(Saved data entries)
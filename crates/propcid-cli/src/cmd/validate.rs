use std::path::Path;
use std::process::ExitCode;

use anyhow::Result;
use propcid_core::config::EngineConfig;

use super::execute;
use crate::args::ReportArgs;

/// Fails the process when any file violated its schema.
pub async fn run(cfg: &EngineConfig, input: &Path, report: &ReportArgs) -> Result<ExitCode> {
    let (outcome, summary) = execute("validate", cfg, input, report).await?;
    let ok = !outcome.validation_failed;
    summary.print(ok)?;
    Ok(if ok { ExitCode::SUCCESS } else { ExitCode::FAILURE })
}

* _What you need to do_
Set down every entry again, exactly as written.

* _Exercise response_
filename crates/propcid-cli/src/cmd/validate.rs
use std::path::Path;
use std::process::ExitCode;

use anyhow::Result;
use propcid_core::config::EngineConfig;

use super::execute;
use crate::args::ReportArgs;

/// Fails the process when any file violated its schema.
pub async fn run(cfg: &EngineConfig, input: &Path, report: &ReportArgs) -> Result<ExitCode> {
    let (outcome, summary) = execute("validate", cfg, input, report).await?;
    let ok = !outcome.validation_failed;
    summary.print(ok)?;
    Ok(if ok { ExitCode::SUCCESS } else { ExitCode::FAILURE })
}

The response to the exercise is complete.